Photuris@lemmy.ml 12 hours ago
Basically, how can we, as humans, use our propensity for destroying entire species, but do it on purpose so we can eliminate ALL TICKS FROM THE FACE OF THE EARTH‽
Squibbles@lemmy.ca 12 hours ago
Maybe we can breed super mosquitos to eat the ticks or something
Quadhammer@lemmy.world 6 hours ago
Get a colony of fire ants and then feed them meth and hgc
jabathekek@sopuli.xyz 9 hours ago
You foster a family of possums at the same time.
Halo@lemmynsfw.com 8 hours ago
Hate to be the bearer of bad news. Possums don’t eat ticks.
dumples@midwest.social 11 hours ago
For a lawn or yard you don’t have to go all the way to a forest to have a stablish ecosystem. Perennials can do a lot.
darklamer@lemmy.dbzer0.com 9 hours ago
There’s no way you’re going to get Hickory growing naturally in your garden, unless your garden is in some very specific parts of the world.
SpongyAneurism@lemmy.frozeninferno.xyz 2 hours ago
This is just an example of course. Succession can look differently and lead to very different results, depending on where exactly it is happening.
I’d also argue, that leaving your garden alone to let succession run its course is not neccessarily the ideal to strive for. Even simply speeding up the process to get to the final stage isn’t.
Gardens are a very different sort of ecosystem from an extended woodlands area and there are many ways to use them for human recreation and as a habitat for many species, that even exceed the biodiversity of the potentially naturally occuring ecosystem.
A trimmed suburban lawn is just one of the worst options.Psythik@lemm.ee 9 hours ago
So how do I skip the weeds and grasslands stages and go directly to mature oak-hickory forest, then?
humorlessrepost@lemmy.world 8 hours ago
Millions of dollars, and taking them from elsewhere.
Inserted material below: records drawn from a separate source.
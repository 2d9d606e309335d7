//! Extraction of a weather snapshot from the server's HTTP response.
//!
//! The server answers `/WeatherStation/latest/` with a flat JSON object.
//! Only the seven numeric fields are needed, so values are located by key
//! instead of parsing the whole document.

use crate::error::Error;
use crate::weather::WeatherStationData;

/// Body of an HTTP/1.x response with status 200.
pub fn http_body(response: &[u8]) -> Result<&str, Error> {
    let text = core::str::from_utf8(response).map_err(|_| Error::InvalidPayload)?;

    let status = text
        .split("\r\n")
        .next()
        .and_then(|line| line.split(' ').nth(1))
        .ok_or(Error::InvalidPayload)?;
    if status != "200" {
        warn!("Server answered status {}", status);
        return Err(Error::RequestFailed);
    }

    text.split_once("\r\n\r\n")
        .map(|(_, body)| body)
        .ok_or(Error::InvalidPayload)
}

/// Pull every field of a snapshot out of `body`. Any missing or
/// non-numeric field rejects the whole snapshot.
pub fn parse_weather(body: &str) -> Result<WeatherStationData, Error> {
    Ok(WeatherStationData {
        temperature: field(body, "temp")?,
        humidity: field(body, "humidity")?,
        wind_speed: field(body, "wind_speed")?,
        wind_direction: field(body, "wind_dir")?,
        pressure: field(body, "pressure")?,
        smoke: field(body, "smoke")?,
        ambient_light: field(body, "ambient")?,
    })
}

/// Numeric value following `"key":`. Quoted numbers are accepted.
fn field(body: &str, key: &str) -> Result<f32, Error> {
    let mut rest = body;
    loop {
        let start = rest.find(key).ok_or(Error::InvalidPayload)?;
        let before = &rest[..start];
        let after = &rest[start + key.len()..];
        rest = after;

        // Whole quoted key only: "temp" must not match "temperature".
        if !before.ends_with('"') || !after.starts_with('"') {
            continue;
        }
        let Some(value) = after[1..].trim_start().strip_prefix(':') else {
            continue;
        };

        let value = value.trim_start();
        let value = value.strip_prefix('"').unwrap_or(value);
        let end = value
            .find(|c: char| !(c.is_ascii_digit() || matches!(c, '-' | '+' | '.' | 'e' | 'E')))
            .unwrap_or(value.len());

        return value[..end].parse::<f32>().map_err(|_| {
            warn!("Field {} is not a number", key);
            Error::InvalidPayload
        });
    }
}

#[cfg(test)]
mod tests {
    use super::*;

    const BODY: &str = r#"{"id": 812, "temp": 21.5, "humidity": 48, "wind_speed": 3.2,
        "wind_dir": 270, "pressure": 1013.25, "smoke": "12", "ambient": 880.5,
        "timestamp": "2024-05-01T12:00:00"}"#;

    #[test]
    fn all_fields_are_extracted() {
        let data = parse_weather(BODY).unwrap();
        assert_eq!(data.temperature, 21.5);
        assert_eq!(data.humidity, 48.0);
        assert_eq!(data.wind_speed, 3.2);
        assert_eq!(data.wind_direction, 270.0);
        assert_eq!(data.pressure, 1013.25);
        assert_eq!(data.smoke, 12.0);
        assert_eq!(data.ambient_light, 880.5);
    }

    #[test]
    fn key_must_match_whole_name() {
        let body = r#"{"temperature": 99, "temp": -4.5}"#;
        assert_eq!(field(body, "temp"), Ok(-4.5));
    }

    #[test]
    fn missing_field_rejects_snapshot() {
        let body = r#"{"temp": 21.5, "humidity": 48}"#;
        assert_eq!(parse_weather(body), Err(Error::InvalidPayload));
    }

    #[test]
    fn non_numeric_value_rejects_snapshot() {
        assert_eq!(field(r#"{"smoke": null}"#, "smoke"), Err(Error::InvalidPayload));
    }

    #[test]
    fn body_follows_headers() {
        let response = b"HTTP/1.1 200 OK\r\nContent-Type: application/json\r\n\r\n{\"temp\": 1}";
        assert_eq!(http_body(response), Ok("{\"temp\": 1}"));
    }

    #[test]
    fn error_status_is_a_failed_request() {
        let response = b"HTTP/1.1 404 Not Found\r\n\r\n";
        assert_eq!(http_body(response), Err(Error::RequestFailed));
    }

    #[test]
    fn garbage_is_an_invalid_payload() {
        assert_eq!(http_body(b"\xFF\xFE"), Err(Error::InvalidPayload));
        assert_eq!(http_body(b"HTTP/1.1 200 OK\r\n"), Err(Error::InvalidPayload));
    }
}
MDCCCLV@lemmy.ca 8 hours ago
Artificially plant and water the trees. Gather a lot or pile of branches for dead wood, one of the defining parts of an old growth forest.
JoYo@lemmy.ml 9 hours ago
this weekend we chiseled off the grass sod out of our backyard in preparation for planting native species. it’s all clay back there so it’s going to take some soil prep.
vaultdweller013@sh.itjust.works 3 hours ago
I wish I could allow my yard to revert to the low brush it naturally was, problem is that a certain invasive weed from central fucking Asia would disagree. I blame the fucking Russians.
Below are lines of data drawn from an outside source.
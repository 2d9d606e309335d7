//! Seams between the UI and the outside world.
//!
//! The UI only ever talks to Wi-Fi, the data server and the buzzer through
//! these traits. Firmware implements them over CYW43 / embassy-net and a GPIO
//! pin; tests use the doubles in [`crate::sim`].

use crate::error::Error;
use crate::weather::WeatherStationData;

/// Wi-Fi station control.
#[allow(async_fn_in_trait)]
pub trait WifiLink {
    /// Refresh the list of visible networks.
    async fn scan_networks(&mut self);

    fn network_count(&self) -> u8;

    /// SSID of a scanned network; empty when `index` is out of range.
    fn network_name(&self, index: u8) -> &str;

    async fn connect(&mut self, index: u8) -> Result<(), Error>;

    fn is_connected(&self) -> bool;
}

/// Source of weather-station snapshots.
#[allow(async_fn_in_trait)]
pub trait DataSource {
    /// Fetch the latest snapshot from the server.
    ///
    /// On success the snapshot is held until [`consume_latest_data`] takes it.
    ///
    /// [`consume_latest_data`]: DataSource::consume_latest_data
    async fn request_last_data(&mut self) -> Result<(), Error>;

    fn has_new_data(&self) -> bool;

    /// Take the held snapshot and clear the new-data flag.
    fn consume_latest_data(&mut self) -> WeatherStationData;
}

/// Buzzer on/off.
pub trait AlarmOutput {
    fn set_alarm_output(&mut self, on: bool);
}

impl<T: AlarmOutput + ?Sized> AlarmOutput for &mut T {
    fn set_alarm_output(&mut self, on: bool) {
        (**self).set_alarm_output(on)
    }
}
JohnDClay@sh.itjust.works 13 hours ago
What does the undergrowth of an oak hickory Forest look like? People can plant the trees, but how do you get the undergrowth?
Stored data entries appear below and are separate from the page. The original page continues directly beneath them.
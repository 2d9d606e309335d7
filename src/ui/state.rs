use embedded_hal::delay::DelayNs;
use embedded_hal_async::delay::DelayNs as Pause;

use crate::alert::{default_settings, Alarm, BuzzerSettings, SETTING_COUNT};
use crate::config::{
    CONNECT_FETCH_ATTEMPTS, CONNECT_FETCH_SPACING_MS, FETCH_INTERVAL_MS, KEY_BACK,
    MESSAGE_HOLD_MS, SCREEN_AUTO_OFF_ENABLED, SCREEN_AUTO_OFF_TIMEOUT_MS,
};
use crate::display::CharacterDisplay;
use crate::error::Error;
use crate::gpio::GpioPort;
use crate::link::{AlarmOutput, DataSource, WifiLink};
use crate::power_logic::{display_should_be_on, fetch_due};
use crate::weather::{Metric, WeatherStationData};

use super::display::{
    draw_buzzer_setting, draw_connect_failed, draw_connected, draw_data, draw_entry,
    draw_networks, draw_scanning, draw_settings, draw_welcome, SETTINGS_ITEMS,
};
use super::entry::{EntryStep, NumericEntry};
use super::input_logic::{wrap_next, wrap_prev};
use super::{Button, Page};

const DATA_LINES: u8 = Metric::ALL.len() as u8;
const SETTING_LINES: u8 = SETTINGS_ITEMS.len() as u8;
const BUZZER_LINES: u8 = SETTING_COUNT as u8;

/// Page state machine on top of the display and the collaborators.
///
/// `N` is both the Wi-Fi link and the data source. `T` provides the
/// non-blocking pauses used to hold messages on screen.
pub struct Ui<P, D, N, A, T> {
    display: CharacterDisplay<P, D>,
    network: N,
    alarm_output: A,
    pause: T,

    page: Page,
    data_index: u8,
    settings_index: u8,
    wifi_index: u8,
    buzzer_index: u8,
    entry: Option<NumericEntry>,

    data: WeatherStationData,
    settings: BuzzerSettings,
    settings_dirty: bool,
    alarm: Alarm,

    screen_on: bool,
    last_key_ms: u64,
    last_fetch_ms: Option<u64>,
}

impl<P, D, N, A, T> Ui<P, D, N, A, T>
where
    P: GpioPort,
    D: DelayNs,
    N: WifiLink + DataSource,
    A: AlarmOutput,
    T: Pause,
{
    pub fn new(display: CharacterDisplay<P, D>, network: N, alarm_output: A, pause: T) -> Self {
        Self {
            display,
            network,
            alarm_output,
            pause,
            page: Page::Welcome,
            data_index: 0,
            settings_index: 0,
            wifi_index: 0,
            buzzer_index: 0,
            entry: None,
            data: WeatherStationData::default(),
            settings: default_settings(),
            settings_dirty: false,
            alarm: Alarm::default(),
            screen_on: true,
            last_key_ms: 0,
            last_fetch_ms: None,
        }
    }

    /// Draw the Welcome page.
    pub fn start(&mut self, now_ms: u64) -> Result<(), Error> {
        self.last_key_ms = now_ms;
        self.page = Page::Welcome;
        draw_welcome(&mut self.display)
    }

    /// Run one main-loop iteration with the key scanned this iteration.
    pub async fn step(&mut self, key: Option<char>, now_ms: u64) -> Result<(), Error> {
        let key = self.screen_power(key, now_ms)?;

        if fetch_due(
            self.network.is_connected(),
            self.last_fetch_ms,
            now_ms,
            FETCH_INTERVAL_MS,
        ) {
            self.last_fetch_ms = Some(now_ms);
            self.fetch().await;
        }

        let fresh = self.take_fresh_data();

        match key {
            Some(key) => self.handle_key(key, fresh, now_ms).await,
            None if fresh && self.page == Page::Data => self.show_data(true),
            None => Ok(()),
        }
    }

    // Accessors

    pub fn page(&self) -> Page {
        self.page
    }

    pub fn data_index(&self) -> u8 {
        self.data_index
    }

    pub fn settings_index(&self) -> u8 {
        self.settings_index
    }

    pub fn wifi_index(&self) -> u8 {
        self.wifi_index
    }

    pub fn buzzer_index(&self) -> u8 {
        self.buzzer_index
    }

    pub fn entering(&self) -> bool {
        self.entry.is_some()
    }

    pub fn screen_on(&self) -> bool {
        self.screen_on
    }

    pub fn data(&self) -> &WeatherStationData {
        &self.data
    }

    pub fn settings(&self) -> &BuzzerSettings {
        &self.settings
    }

    pub fn alarm(&self) -> &Alarm {
        &self.alarm
    }

    pub fn display(&self) -> &CharacterDisplay<P, D> {
        &self.display
    }

    pub fn network(&self) -> &N {
        &self.network
    }

    pub fn network_mut(&mut self) -> &mut N {
        &mut self.network
    }

    pub fn alarm_output(&self) -> &A {
        &self.alarm_output
    }

    pub fn pause(&self) -> &T {
        &self.pause
    }

    /// Replace thresholds, e.g. with ones restored from flash.
    pub fn load_settings(&mut self, settings: BuzzerSettings) {
        self.settings = settings;
    }

    /// True once after thresholds were changed by the user.
    pub fn take_settings_dirty(&mut self) -> bool {
        core::mem::take(&mut self.settings_dirty)
    }

    // Step phases

    /// Track keypad idleness and switch the display on or off.
    /// A key that wakes the display is consumed.
    fn screen_power(&mut self, key: Option<char>, now_ms: u64) -> Result<Option<char>, Error> {
        if key.is_some() {
            self.last_key_ms = now_ms;
            if !self.screen_on {
                info!("Display wake");
                self.display.power_on()?;
                self.screen_on = true;
                return Ok(None);
            }
            return Ok(key);
        }

        let idle_ms = now_ms.saturating_sub(self.last_key_ms);
        if self.screen_on
            && !display_should_be_on(SCREEN_AUTO_OFF_ENABLED, idle_ms, SCREEN_AUTO_OFF_TIMEOUT_MS)
        {
            info!("Display auto-off after {} ms idle", idle_ms);
            self.display.power_off()?;
            self.screen_on = false;
        }
        Ok(None)
    }

    async fn fetch(&mut self) -> bool {
        debug!("Requesting data");
        match self.network.request_last_data().await {
            Ok(()) => true,
            Err(e) => {
                warn!("Data request failed: {}", e);
                false
            }
        }
    }

    fn take_fresh_data(&mut self) -> bool {
        if !self.network.has_new_data() {
            return false;
        }
        self.data = self.network.consume_latest_data();
        debug!("New data consumed");
        true
    }

    async fn handle_key(&mut self, key: char, fresh: bool, now_ms: u64) -> Result<(), Error> {
        let button = Button::from_key(key);
        match self.page {
            Page::Welcome => self.enter_data(),
            Page::Data => self.data_page(button, fresh, now_ms).await,
            Page::Settings => self.settings_page(button).await,
            Page::WifiSettings => self.wifi_page(button, now_ms).await,
            Page::BuzzerSettings => self.buzzer_page(key, button),
        }
    }

    // Pages

    async fn data_page(&mut self, button: Button, fresh: bool, now_ms: u64) -> Result<(), Error> {
        let mut evaluate = fresh;
        match button {
            Button::Up => self.data_index = wrap_prev(self.data_index, DATA_LINES),
            Button::Down => self.data_index = wrap_next(self.data_index, DATA_LINES),
            Button::Select => return self.enter_settings(),
            Button::Mute => {
                let muted = self.alarm.toggle_mute();
                info!("Alarm muted: {}", muted);
                evaluate = true;
            }
            Button::Refresh => {
                self.last_fetch_ms = Some(now_ms);
                if self.fetch().await {
                    evaluate |= self.take_fresh_data();
                }
            }
            Button::Back | Button::Other(_) => {}
        }
        self.show_data(evaluate)
    }

    async fn settings_page(&mut self, button: Button) -> Result<(), Error> {
        match button {
            Button::Up => self.settings_index = wrap_prev(self.settings_index, SETTING_LINES),
            Button::Down => self.settings_index = wrap_next(self.settings_index, SETTING_LINES),
            Button::Select if self.settings_index == 0 => return self.enter_buzzer(),
            Button::Select => return self.enter_wifi().await,
            Button::Back => return self.enter_data(),
            _ => {}
        }
        draw_settings(&mut self.display, self.settings_index)
    }

    async fn wifi_page(&mut self, button: Button, now_ms: u64) -> Result<(), Error> {
        let count = self.network.network_count();
        match button {
            Button::Up => self.wifi_index = wrap_prev(self.wifi_index, count),
            Button::Down => self.wifi_index = wrap_next(self.wifi_index, count),
            Button::Select if count > 0 => return self.connect_selected(now_ms).await,
            Button::Back => return self.enter_settings(),
            _ => {}
        }
        self.show_networks()
    }

    fn buzzer_page(&mut self, key: char, button: Button) -> Result<(), Error> {
        if let Some(entry) = self.entry.as_mut() {
            let step = entry.feed(key, KEY_BACK)?;
            return self.entry_step(step);
        }

        match button {
            Button::Up => self.buzzer_index = wrap_prev(self.buzzer_index, BUZZER_LINES),
            Button::Down => self.buzzer_index = wrap_next(self.buzzer_index, BUZZER_LINES),
            Button::Select => {
                let setting = &self.settings[self.buzzer_index as usize];
                let entry = NumericEntry::new(setting.precision);
                draw_entry(&mut self.display, setting, &entry)?;
                self.display.show_cursor(true)?;
                self.entry = Some(entry);
                return Ok(());
            }
            Button::Back => return self.enter_settings(),
            _ => {}
        }
        draw_buzzer_setting(&mut self.display, &self.settings[self.buzzer_index as usize])
    }

    fn entry_step(&mut self, step: EntryStep) -> Result<(), Error> {
        let index = self.buzzer_index as usize;
        match step {
            EntryStep::Pending => {
                if let Some(entry) = self.entry.as_ref() {
                    draw_entry(&mut self.display, &self.settings[index], entry)?;
                }
                return Ok(());
            }
            EntryStep::Done(threshold) => {
                info!("Threshold {} set to {}", self.settings[index].name(), threshold);
                self.settings[index].commit(threshold);
                self.settings_dirty = true;
            }
            EntryStep::Aborted => {}
        }
        self.entry = None;
        self.display.show_cursor(false)?;
        draw_buzzer_setting(&mut self.display, &self.settings[index])
    }

    // Transitions

    fn enter_data(&mut self) -> Result<(), Error> {
        self.set_page(Page::Data);
        self.take_fresh_data();
        self.show_data(true)
    }

    fn enter_settings(&mut self) -> Result<(), Error> {
        self.set_page(Page::Settings);
        draw_settings(&mut self.display, self.settings_index)
    }

    fn enter_buzzer(&mut self) -> Result<(), Error> {
        self.set_page(Page::BuzzerSettings);
        draw_buzzer_setting(&mut self.display, &self.settings[self.buzzer_index as usize])
    }

    /// Scan, then show the first network.
    async fn enter_wifi(&mut self) -> Result<(), Error> {
        self.set_page(Page::WifiSettings);
        draw_scanning(&mut self.display)?;
        self.network.scan_networks().await;
        self.wifi_index = 0;
        info!("Scan found {} networks", self.network.network_count());
        self.show_networks()
    }

    async fn connect_selected(&mut self, now_ms: u64) -> Result<(), Error> {
        let index = self.wifi_index;
        match self.network.connect(index).await {
            Ok(()) => {
                info!("Connected to network {}", index);
                draw_connected(&mut self.display)?;
                self.pause.delay_ms(MESSAGE_HOLD_MS).await;

                for attempt in 0..CONNECT_FETCH_ATTEMPTS {
                    if attempt > 0 {
                        self.pause.delay_ms(CONNECT_FETCH_SPACING_MS).await;
                    }
                    if self.fetch().await {
                        break;
                    }
                }
                self.last_fetch_ms = Some(now_ms);
                self.enter_data()
            }
            Err(e) => {
                warn!("Connect to network {} failed: {}", index, e);
                draw_connect_failed(&mut self.display)?;
                self.pause.delay_ms(MESSAGE_HOLD_MS).await;
                self.enter_settings()
            }
        }
    }

    // Rendering

    fn set_page(&mut self, page: Page) {
        if page != self.page {
            debug!("Page {} -> {}", self.page, page);
        }
        self.page = page;
    }

    fn show_data(&mut self, evaluate: bool) -> Result<(), Error> {
        draw_data(&mut self.display, self.data_index, &self.data)?;
        if evaluate {
            let on = self.alarm.evaluate(&self.data, &self.settings);
            self.alarm_output.set_alarm_output(on);
        }
        Ok(())
    }

    fn show_networks(&mut self) -> Result<(), Error> {
        let ssid = (self.network.network_count() > 0)
            .then(|| self.network.network_name(self.wifi_index));
        draw_networks(&mut self.display, ssid)
    }
}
Halo@lemmynsfw.com 8 hours ago
I have 20 or so acres of woods behind me. Oak, 2 types of hickory, American beech, and black cherry.
It’s just dirt. These trees have thick ass canopies
JollyBrancher@lemm.ee 8 hours ago
Forreal. Packed dirt later looks like… “Dirt.” Then heavily compactes leaves and sticks. Then leaves. But it’s mostly leaves all the way down. Nothing like trodding atop centuries of pressed organic leaves.
masterspace@lemmy.ca 12 hours ago
Order a bunch of plants that are native to your region, plant the medium and shade loving varieties under the trees, see what sticks
wise_pancake@lemmy.ca 12 hours ago
I tried that but the groundhogs and rabbits ate the native plants down to their stems
Mordred_85@lemmy.world 3 hours ago
Given time enough sand and leaves and other organic matter deposits in the soil, decomposed by long numbers of life cycles together with dirt and moisture becomes soil, but you cannot plant everywhere trees. Imagine plant an oak in the Sahara, no chance it’ll make it after 3 hours at noon. That’s what succession suggests!
Spacehooks@reddthat.com 11 hours ago
Plant some trees to skip a few steps!
wise_pancake@lemmy.ca 12 hours ago
Huh, my back yard is a gradient of 1-4
hedhoncho@lemm.ee 4 hours ago
But the spiders!
TriflingToad@sh.itjust.works 12 hours ago
I love this artstyle of “Google images + Photoshop” vibe!
Dojan@pawb.social 2 hours ago
Hehe. The image makes it look like pine matures to oak and hickory.